Sperm duct and Seminal vesicle Loops over a ureter and opens up to a uretra. Sperms travel through it after being released from the testes. The seminal vesicle is a gland that opens into each sperm duct. It stores sperms before they are released through the urethra.
Cowper’s , Prostate & other glands Prostate gland is at the base of the urinary bladder where two sperm ducts join the urethra. Cowper’s gland is located beneath. Secrete a slippery fluid which mixes with the sperms. It nourishes the sperms and stimulate them to swim actively.
Female Reproductive System
Ovary and Oviduct They produce eggs and female sex hormones, which are responsible for development of secondary sexual characteristics. When the eggs become mature, they are released from the ovaries. The egg is usually fertilised in the oviduct.
Uterus Also known as the womb, it is where the fetus or embryo develops during pregnancy. The uterus has elastic muscular walls with smooth muscular tissues to push the embryo out during birth. The inner lining of the uterus is the uterus lining that is used for implantation.
Cervix and Vagina The circular ring of muscle at the narrow end of the uterus is the cervix. It enlarges to allow passage of the fetus during birth. Semen is deposited in the vagina during mating through through the opening called the vulva.
Puberty and The Menstrual Cycle
Puberty Puberty is the stage of human growth and development in which a person becomes physical mature. The body begins to change from a child to adult. It begins at 11 for girls and 14 for boys. The reproductive system begins to function. The sex organs mature and start producing gametes.
Changes at Puberty In boys Facial hair, pubic hair, and armpit hair starts growing The penis and testicles increase in size. Production of sperms starts. Voice box enlarges and voice deepens IN GIRLS Pubic hair and armpit hair starts growing. Breasts and uterus enlarge, hips broaden. Menstruation and ovulation start.
Menstruation Menstruation refers to the monthly discharge of blood from the uterus via the vagina. The menstrual period lasts for about 5 days. Menstruation is part of a cycle of events in the female reproductive organ called the menstrual cycle. The average menstrual cycle from an adult woman is 28 days.
The Menstrual Cycle Menstruation in which uterine lining is discharged or broken down. (Day 1 – 5) Growth, thickening and repair of uterine lining. (Day 6 – 10) Fertile period, sperms likely to cause fertilisation (Day 11 – 17) Ovulation in which an ovum is released into the fallopian tube from the ovary. (Day 13 – 15)
Fertilisation to Implantation of embryo
Sexual intercourse in fertile period Ovulation occurs and mature eggs are released from the ovaries.
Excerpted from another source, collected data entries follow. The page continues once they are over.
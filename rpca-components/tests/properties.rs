//! Physical property tests for the absorption model components.
//!
//! These tests verify invariants that must hold for any input:
//! - Proton energy only ever decreases on the way down
//! - Ionization scales linearly with flux
//! - Recombination regimes partition every (altitude, SZA) pair
//! - Hand-computed reference values for a single slab

use approx::{assert_abs_diff_eq, assert_relative_eq};
use rpca_components::absorption::{magnetoionic_integral, AbsorptionModel};
use rpca_components::deposition::EnergyDepositionModel;
use rpca_components::geometry::GeometryModel;
use rpca_components::ionization::total_ionization;
use rpca_components::recombination::{RecombinationModel, RecombinationRegime};
use rpca_core::atmosphere::{AltitudeSlab, AtmosphereTable};
use rpca_core::channels::{ENERGY_CHANNELS, N_CHANNELS};
use rpca_core::observation::FluxObservation;
use rpca_core::profile::ElectronDensityProfile;

mod energy_deposition {
    use super::*;

    /// Residual energy is non-increasing, never negative, and once a proton
    /// stops no deeper slab receives anything from it.
    #[test]
    fn test_energy_monotonicity_all_channels() {
        let model = EnergyDepositionModel::new();
        let table = AtmosphereTable::standard();

        for channel in ENERGY_CHANNELS.iter() {
            let path = model.degrade(channel.midpoint_mev(), table.slabs());
            let mut previous = channel.midpoint_mev();
            for deposit in &path.deposits {
                assert!(deposit.energy_lost_mev >= 0.0);
                assert!(deposit.residual_energy_mev >= 0.0);
                assert!(
                    deposit.residual_energy_mev <= previous,
                    "Energy increased at {} km for channel {}",
                    deposit.altitude_km,
                    channel.flux_field
                );
                previous = deposit.residual_energy_mev;
            }

            if let Some(stop) = path.stopping_altitude() {
                let mut fluxes = [0.0; N_CHANNELS];
                fluxes[channel.index] = 1e3;
                let profile = model.deposit(&FluxObservation::new(1, 1990, fluxes), &table);
                for (altitude, rates) in profile.iter() {
                    if altitude < stop {
                        assert_eq!(rates[channel.index], 0.0);
                    }
                }
            }
        }
    }

    /// Doubling the flux doubles the ionization rate at every altitude.
    #[test]
    fn test_flux_linearity() {
        let model = EnergyDepositionModel::new();
        let table = AtmosphereTable::standard();

        let single = model.deposit(&FluxObservation::new(50, 1990, [10.0; N_CHANNELS]), &table);
        let double = model.deposit(&FluxObservation::new(50, 1990, [20.0; N_CHANNELS]), &table);

        for ((_, a), (_, b)) in single.iter().zip(double.iter()) {
            for (qa, qb) in a.iter().zip(b.iter()) {
                assert_relative_eq!(*qb, 2.0 * qa, max_relative = 1e-12);
            }
        }
    }

    /// 1 MeV proton through the 100 km slab, flux 100.
    ///
    /// log10(1) = 0 so the correction is 1 + a0 = 0.9684:
    /// loss = 287 * 0.9684 * 0.119 / 1000 MeV, q = 0.12 * loss * 100.
    #[test]
    fn test_single_slab_reference_values() {
        let model = EnergyDepositionModel::new();
        let table = AtmosphereTable::standard();
        let slab = *table.slab(100).unwrap();
        assert_eq!(
            slab,
            AltitudeSlab {
                altitude_km: 100,
                thickness_cm: 0.119
            }
        );

        let path = model.degrade(1.0, &[slab]);
        assert_eq!(path.deposits.len(), 1);
        let lost = path.deposits[0].energy_lost_mev;
        assert_relative_eq!(lost, 287.0 * 0.9684 * 0.119 / 1000.0, max_relative = 1e-12);
        assert_relative_eq!(lost, 0.0330737652, max_relative = 1e-9);

        let q = model.ionization_rate(lost, 100.0);
        assert_relative_eq!(q, 0.3968851824, max_relative = 1e-9);

        // The same slab's neutral state feeds the absorption stage
        let neutral = table.neutral(100).unwrap();
        assert_eq!(neutral.density_cm3, 4.768e12);
        assert_eq!(neutral.temperature_k, 228.0);
    }

    #[test]
    fn test_total_ionization_is_non_negative() {
        let model = EnergyDepositionModel::new();
        let table = AtmosphereTable::standard();
        let obs = FluxObservation::from_named_fluxes(
            143,
            1992,
            [
                ("p1_fx", 1.46e4),
                ("p2_fx", 4.04e3),
                ("p3_fx", 5.98e2),
                ("p4_fx", 3.35e1),
                ("p5_fx", 2.65e-1),
                ("p6_fx", 2.62e-3),
                ("p8_fx", 3.98e-3),
                ("p9_fx", 1.69e-3),
                ("p10_fx", 1.04e-3),
                ("p11_fx", 8.82e-4),
            ],
        );
        let total = total_ionization(&model.deposit(&obs, &table));
        assert!(total.iter().all(|(_, q)| *q >= 0.0 && q.is_finite()));
        assert!(total.iter().any(|(_, q)| *q > 0.0));
    }
}

mod recombination_regimes {
    use super::*;

    /// Exactly one regime applies to every (altitude, SZA) pair, and altitudes
    /// above 85 km always use the high-altitude regime.
    #[test]
    fn test_regime_partition() {
        let geometry = GeometryModel::new();
        let model = RecombinationModel::new();

        let mut sza = 0.0;
        while sza <= 180.0 {
            let shadow = geometry.earth_shadow_height(sza);
            for altitude in (20..=115).step_by(5) {
                let regime = model.select_regime(altitude as f64, shadow);
                if altitude > 85 {
                    assert_eq!(regime, RecombinationRegime::HighAltitude);
                } else {
                    assert!(matches!(
                        regime,
                        RecombinationRegime::Day | RecombinationRegime::Night
                    ));
                    let expect_night = (altitude as f64) < shadow;
                    assert_eq!(regime == RecombinationRegime::Night, expect_night);
                }
            }
            sza += 2.5;
        }
    }
}

mod absorption {
    use super::*;

    #[test]
    fn test_zero_density_zero_absorption_all_frequencies() {
        let model = AbsorptionModel::new();
        let table = AtmosphereTable::standard();
        let density = ElectronDensityProfile::filled(0.0);
        for frequency in [20.5, 30.0, 38.2, 51.4] {
            assert_eq!(model.total_absorption(&table, &density, frequency).unwrap(), 0.0);
        }
    }

    #[test]
    fn test_rational_approximation_at_one() {
        let numerator = 1.0 + 6.6945939 + 16.901002 + 1.1630641;
        let denominator = 1.0 + 6.6314497 + 35.355257 + 68.920505 + 64.093464 + 4.3605732;
        assert_abs_diff_eq!(
            magnetoionic_integral(1.0),
            numerator / denominator,
            epsilon = 1e-15
        );
    }
}

mod geometry {
    use super::*;

    /// In southern summer the sun stays above the horizon at the pole all day,
    /// at the highest elevation it reaches there.
    #[test]
    fn test_south_pole_solstice() {
        let geometry = GeometryModel::new();
        assert_abs_diff_eq!(geometry.solar_declination(355), -23.44, epsilon = 1e-3);
        let sza = geometry.solar_zenith_angle(355, 1990).unwrap();
        assert_abs_diff_eq!(sza, 66.56, epsilon = 1e-3);

        let lowest = (1..=365)
            .map(|day| geometry.solar_zenith_angle(day, 1990).unwrap())
            .fold(f64::INFINITY, f64::min);
        assert_abs_diff_eq!(lowest, sza, epsilon = 1e-2);
    }
}
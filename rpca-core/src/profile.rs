//! Values on the fixed altitude grid
//!
//! [`AltitudeProfile`] stores one value per grid altitude, top-down, using the
//! same indexing as the [`AtmosphereTable`](crate::atmosphere::AtmosphereTable).

use crate::atmosphere::{altitude_at, altitude_index, N_ALTITUDES};
use crate::channels::N_CHANNELS;
use crate::types::{Altitude, FloatValue};
use serde::{Deserialize, Serialize};

/// One value per grid altitude
#[derive(Debug, Clone, Copy, PartialEq, Serialize, Deserialize)]
pub struct AltitudeProfile<T> {
    values: [T; N_ALTITUDES],
}

/// Ionization rate per altitude and energy channel
/// unit: ion pairs cm^-3 s^-1
pub type IonizationProfile = AltitudeProfile<[FloatValue; N_CHANNELS]>;

/// Channel-summed ionization rate per altitude
/// unit: ion pairs cm^-3 s^-1
pub type TotalIonization = AltitudeProfile<FloatValue>;

/// Equilibrium electron density per altitude
/// unit: cm^-3
pub type ElectronDensityProfile = AltitudeProfile<FloatValue>;

impl<T: Copy> AltitudeProfile<T> {
    pub fn filled(value: T) -> Self {
        Self {
            values: [value; N_ALTITUDES],
        }
    }
}

impl<T: Default> Default for AltitudeProfile<T> {
    fn default() -> Self {
        Self::from_fn(|_| T::default())
    }
}

impl<T> AltitudeProfile<T> {
    /// Build a profile by evaluating `f` at every grid altitude
    pub fn from_fn(mut f: impl FnMut(Altitude) -> T) -> Self {
        Self {
            values: std::array::from_fn(|i| f(altitude_at(i))),
        }
    }

    pub fn get(&self, altitude_km: Altitude) -> Option<&T> {
        altitude_index(altitude_km).map(|i| &self.values[i])
    }

    pub fn get_mut(&mut self, altitude_km: Altitude) -> Option<&mut T> {
        altitude_index(altitude_km).map(move |i| &mut self.values[i])
    }

    /// Values in storage order (top-down)
    pub fn values(&self) -> &[T; N_ALTITUDES] {
        &self.values
    }

    /// `(altitude, value)` pairs from the top of the atmosphere downwards
    pub fn iter(&self) -> impl DoubleEndedIterator<Item = (Altitude, &T)> + ExactSizeIterator {
        self.values
            .iter()
            .enumerate()
            .map(|(i, v)| (altitude_at(i), v))
    }

    /// `(altitude, value)` pairs from the ground upwards
    pub fn ascending(&self) -> impl Iterator<Item = (Altitude, &T)> {
        self.iter().rev()
    }

    pub fn map<U>(&self, mut f: impl FnMut(Altitude, &T) -> U) -> AltitudeProfile<U> {
        AltitudeProfile {
            values: std::array::from_fn(|i| f(altitude_at(i), &self.values[i])),
        }
    }
}

impl<T: Copy + Default> AltitudeProfile<T> {
    /// Value at an altitude, or the default for altitudes off the grid
    pub fn value_or_default(&self, altitude_km: Altitude) -> T {
        self.get(altitude_km).copied().unwrap_or_default()
    }
}
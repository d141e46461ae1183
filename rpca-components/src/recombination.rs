//! Recombination Component
//!
//! Converts ionization rate to equilibrium electron density
//!
//! $$n_e = \sqrt{q / \alpha_{eff}}$$
//!
//! using one of three empirical effective recombination coefficients.
//!
//! # Regime selection
//!
//! The regime is chosen separately at every altitude:
//!
//! 1. Above 85 km: high-altitude regime, independent of the sun
//! 2. Below the Earth-shadow height: night regime
//! 3. Otherwise: day regime
//!
//! This is finer than the day/night label of a time step (SZA < 90°), which is
//! only used to annotate output.

use crate::parameters::RecombinationParameters;
use rpca_core::errors::{RPCAError, RPCAResult};
use rpca_core::profile::{AltitudeProfile, ElectronDensityProfile, TotalIonization};
use rpca_core::types::{Altitude, FloatValue};
use serde::{Deserialize, Serialize};

/// Effective recombination regime at one altitude
#[derive(Debug, Clone, Copy, PartialEq, Eq, Hash, Serialize, Deserialize)]
#[serde(rename_all = "snake_case")]
pub enum RecombinationRegime {
    HighAltitude,
    Night,
    Day,
}

/// Electron density profile together with the regime used at each altitude
#[derive(Debug, Clone, PartialEq, Serialize, Deserialize)]
pub struct DensitySolution {
    pub electron_density: ElectronDensityProfile,
    pub regimes: AltitudeProfile<RecombinationRegime>,
}

/// Effective recombination model
#[derive(Debug, Clone, Serialize, Deserialize)]
pub struct RecombinationModel {
    parameters: RecombinationParameters,
}

impl RecombinationModel {
    /// Create a new recombination model with default parameters
    pub fn new() -> Self {
        Self::from_parameters(RecombinationParameters::default())
    }

    /// Create a new recombination model from parameters
    pub fn from_parameters(parameters: RecombinationParameters) -> Self {
        Self { parameters }
    }

    pub fn parameters(&self) -> &RecombinationParameters {
        &self.parameters
    }

    /// Pick the regime for an altitude given the current Earth-shadow height
    pub fn select_regime(
        &self,
        altitude_km: FloatValue,
        shadow_height_km: FloatValue,
    ) -> RecombinationRegime {
        if altitude_km > self.parameters.high_altitude_threshold_km {
            RecombinationRegime::HighAltitude
        } else if altitude_km < shadow_height_km {
            RecombinationRegime::Night
        } else {
            RecombinationRegime::Day
        }
    }

    /// Effective recombination coefficient
    ///
    /// $$\alpha_{eff}(z) = A \exp(-k z)$$
    ///
    /// unit: cm^3 s^-1
    pub fn effective_coefficient(
        &self,
        regime: RecombinationRegime,
        altitude_km: FloatValue,
    ) -> FloatValue {
        let p = &self.parameters;
        let (scale, rate) = match regime {
            RecombinationRegime::HighAltitude => (p.high_scale, p.high_rate),
            RecombinationRegime::Night => (p.night_scale, p.night_rate),
            RecombinationRegime::Day => (p.day_scale, p.day_rate),
        };
        scale * (-rate * altitude_km).exp()
    }

    /// Equilibrium electron density for one altitude
    ///
    /// # Errors
    /// [`RPCAError::NumericDomain`] if `q_total` is negative or not finite, or if
    /// `alpha_eff` is not strictly positive.
    pub fn electron_density(
        &self,
        altitude_km: Altitude,
        q_total: FloatValue,
        alpha_eff: FloatValue,
    ) -> RPCAResult<FloatValue> {
        if !(q_total >= 0.0) || !q_total.is_finite() {
            return Err(RPCAError::NumericDomain {
                altitude_km,
                details: format!("ionization rate {} has no real square root", q_total),
            });
        }
        if !(alpha_eff > 0.0) || !alpha_eff.is_finite() {
            return Err(RPCAError::NumericDomain {
                altitude_km,
                details: format!("effective recombination coefficient is {}", alpha_eff),
            });
        }
        Ok((q_total / alpha_eff).sqrt())
    }

    /// Electron density at every altitude for one time step
    ///
    /// Altitudes where the density cannot be computed are set to NaN so the rest of
    /// the profile survives.
    pub fn solve(&self, total: &TotalIonization, shadow_height_km: FloatValue) -> DensitySolution {
        let cells = total.map(|altitude, q| {
            let z = altitude as FloatValue;
            let regime = self.select_regime(z, shadow_height_km);
            let alpha = self.effective_coefficient(regime, z);
            let density = self
                .electron_density(altitude, *q, alpha)
                .unwrap_or_else(|e| {
                    log::warn!("{}; using NaN", e);
                    FloatValue::NAN
                });
            (regime, density)
        });

        let regimes = cells.map(|_, (regime, _)| *regime);
        let electron_density = cells.map(|_, (_, density)| *density);

        DensitySolution {
            electron_density,
            regimes,
        }
    }
}

impl Default for RecombinationModel {
    fn default() -> Self {
        Self::new()
    }
}
//! Absorption Component
//!
//! Computes the HF radio absorption of a vertically propagating wave through the
//! disturbed D region.
//!
//! # What This Component Does
//!
//! 1. Electron-neutral collision frequency from the neutral atmosphere:
//!    $\nu_{en} = 5.4 \times 10^{-10} \, n \sqrt{T}$
//! 2. Electron gyrofrequency $\omega_e = e B / m_e$
//! 3. Magnetoionic correction $C_{5/2}(x)$ at $x = (\omega + \omega_e) / \nu_{en}$
//! 4. Absorption coefficient $k_{abs} = (1.15 \times 10^5 / \nu_{en}) \, C_{5/2}(x)$
//! 5. Total absorption $A = \int n_e(h) \, k_{abs}(h) \, dh$ over the altitude grid
//!
//! # Differences from the full magnetoionic theory
//!
//! - $C_{5/2}$ is evaluated with a fixed rational approximation, not by quadrature.
//! - Only one magnetoionic mode is considered (the $\omega + \omega_e$ branch).

use crate::parameters::{AbsorptionParameters, GyrofrequencyModel};
use rpca_core::atmosphere::{AtmosphereTable, NeutralAtmosphereEntry};
use rpca_core::errors::{RPCAError, RPCAResult};
use rpca_core::profile::{AltitudeProfile, ElectronDensityProfile};
use rpca_core::types::{Altitude, FloatValue};
use rpca_core::utils::integrate::trapezoid;
use serde::{Deserialize, Serialize};
use std::f64::consts::PI;

/// Numerator coefficients of the $C_{5/2}$ approximation ($a_0, a_1, a_2$)
const C52_NUMERATOR: [FloatValue; 3] = [1.1630641, 16.901002, 6.6945939];

/// Denominator coefficients of the $C_{5/2}$ approximation ($b_0 \ldots b_4$)
const C52_DENOMINATOR: [FloatValue; 5] = [4.3605732, 64.093464, 68.920505, 35.355257, 6.6314497];

/// Rational approximation of the semiconductor integral $C_{5/2}(x)$
///
/// $$C_{5/2}(x) \approx \frac{x^3 + a_2 x^2 + a_1 x + a_0}{x^5 + b_4 x^4 + b_3 x^3 + b_2 x^2 + b_1 x + b_0}$$
pub fn magnetoionic_integral(x: FloatValue) -> FloatValue {
    let [a0, a1, a2] = C52_NUMERATOR;
    let [b0, b1, b2, b3, b4] = C52_DENOMINATOR;
    let numerator = x.powf(3.0) + (a2 * x.powf(2.0)) + (a1 * x) + a0;
    let denominator =
        x.powf(5.0) + (b4 * x.powf(4.0)) + (b3 * x.powf(3.0)) + (b2 * x.powf(2.0)) + (b1 * x) + b0;
    numerator / denominator
}

/// Magnetoionic absorption model
#[derive(Debug, Clone, Serialize, Deserialize)]
pub struct AbsorptionModel {
    parameters: AbsorptionParameters,
}

impl AbsorptionModel {
    /// Create a new absorption model with default parameters
    pub fn new() -> Self {
        Self::from_parameters(AbsorptionParameters::default())
    }

    /// Create a new absorption model from parameters
    pub fn from_parameters(parameters: AbsorptionParameters) -> Self {
        Self { parameters }
    }

    pub fn parameters(&self) -> &AbsorptionParameters {
        &self.parameters
    }

    /// Electron-neutral collision frequency
    /// unit: s^-1
    pub fn collision_frequency(&self, neutral: &NeutralAtmosphereEntry) -> FloatValue {
        self.parameters.collision_coefficient * neutral.density_cm3 * neutral.temperature_k.sqrt()
    }

    /// Geomagnetic field strength at an altitude
    /// unit: T
    pub fn field_strength(&self, altitude_km: FloatValue) -> FloatValue {
        let p = &self.parameters;
        match p.gyrofrequency {
            GyrofrequencyModel::Dipole => {
                let r = p.earth_radius_km + altitude_km;
                p.surface_field_tesla * (p.earth_radius_km / r).powf(3.0)
            }
            GyrofrequencyModel::Constant => p.surface_field_tesla,
        }
    }

    /// Electron gyrofrequency
    /// unit: rad/s
    pub fn gyrofrequency(&self, altitude_km: FloatValue) -> FloatValue {
        (self.parameters.elementary_charge * self.field_strength(altitude_km))
            / self.parameters.electron_mass
    }

    /// Absorption coefficient at one altitude
    ///
    /// unit: dB km^-1 per electron cm^-3
    ///
    /// # Errors
    /// [`RPCAError::NumericDomain`] if the collision frequency is not strictly positive.
    pub fn absorption_coefficient(
        &self,
        neutral: &NeutralAtmosphereEntry,
        frequency_mhz: FloatValue,
    ) -> RPCAResult<FloatValue> {
        let nu_en = self.collision_frequency(neutral);
        if !(nu_en > 0.0) || !nu_en.is_finite() {
            return Err(RPCAError::NumericDomain {
                altitude_km: neutral.altitude_km,
                details: format!("collision frequency is {}", nu_en),
            });
        }

        let omega = 2.0 * PI * (frequency_mhz * 1e6);
        let omega_e = self.gyrofrequency(neutral.altitude_km as FloatValue);
        let x = (omega + omega_e) / nu_en;
        Ok((self.parameters.absorption_scale / nu_en) * magnetoionic_integral(x))
    }

    /// Absorption coefficient at every altitude
    ///
    /// NaN where it cannot be computed, zero where the atmosphere has no entry.
    pub fn efficiency_profile(
        &self,
        atmosphere: &AtmosphereTable,
        frequency_mhz: FloatValue,
    ) -> AltitudeProfile<FloatValue> {
        AltitudeProfile::from_fn(|altitude| self.coefficient_at(atmosphere, altitude, frequency_mhz))
    }

    /// Missing reference data contributes nothing; a domain error gives NaN.
    fn coefficient_at(
        &self,
        atmosphere: &AtmosphereTable,
        altitude_km: Altitude,
        frequency_mhz: FloatValue,
    ) -> FloatValue {
        let Some(neutral) = atmosphere.neutral(altitude_km) else {
            log::warn!(
                "{}; using zero",
                RPCAError::MissingReferenceData { altitude_km }
            );
            return 0.0;
        };
        self.absorption_coefficient(neutral, frequency_mhz)
            .unwrap_or_else(|e| {
                log::warn!("{}; using NaN", e);
                FloatValue::NAN
            })
    }

    /// Total absorption at one frequency
    ///
    /// Integrates $n_e k_{abs}$ over altitude with the trapezoidal rule, from the
    /// lowest altitude upwards.
    ///
    /// unit: dB
    pub fn total_absorption(
        &self,
        atmosphere: &AtmosphereTable,
        electron_density: &ElectronDensityProfile,
        frequency_mhz: FloatValue,
    ) -> RPCAResult<FloatValue> {
        let (heights, integrand): (Vec<FloatValue>, Vec<FloatValue>) = electron_density
            .ascending()
            .map(|(altitude, ne)| {
                let k_abs = self.coefficient_at(atmosphere, altitude, frequency_mhz);
                (altitude as FloatValue, ne * k_abs)
            })
            .unzip();

        trapezoid(&heights, &integrand)
    }
}

impl Default for AbsorptionModel {
    fn default() -> Self {
        Self::new()
    }
}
One of the ovum fuses with a sperm to form a zygote through fertilisation. Formation of an embryo, hollow ball of cells. Implantation of embryo in the uterine lining. Placenta, amniotic fluid in amniotic sac and the umbilical cord form after implantation during the embryo development.
Development of embryo Amniotic fluids in amniotic sac supports and protects the embryo, allowing it to move freely. Placenta allows diffusion of oxygen, food substances, antibodies and excretory products to and from the embryo’s and mother’s blood. Umbilical cord transports deoxygenated blood from the embryo to placenta and food substances from the placenta to embryo.
When Fertilisation does not occur The ovum breaks down together with uterine lining on the 28th day. The ovum is discharged with the blood in menstruation through the vagina. This marks the start of menstruation and the whole cycle is repeated.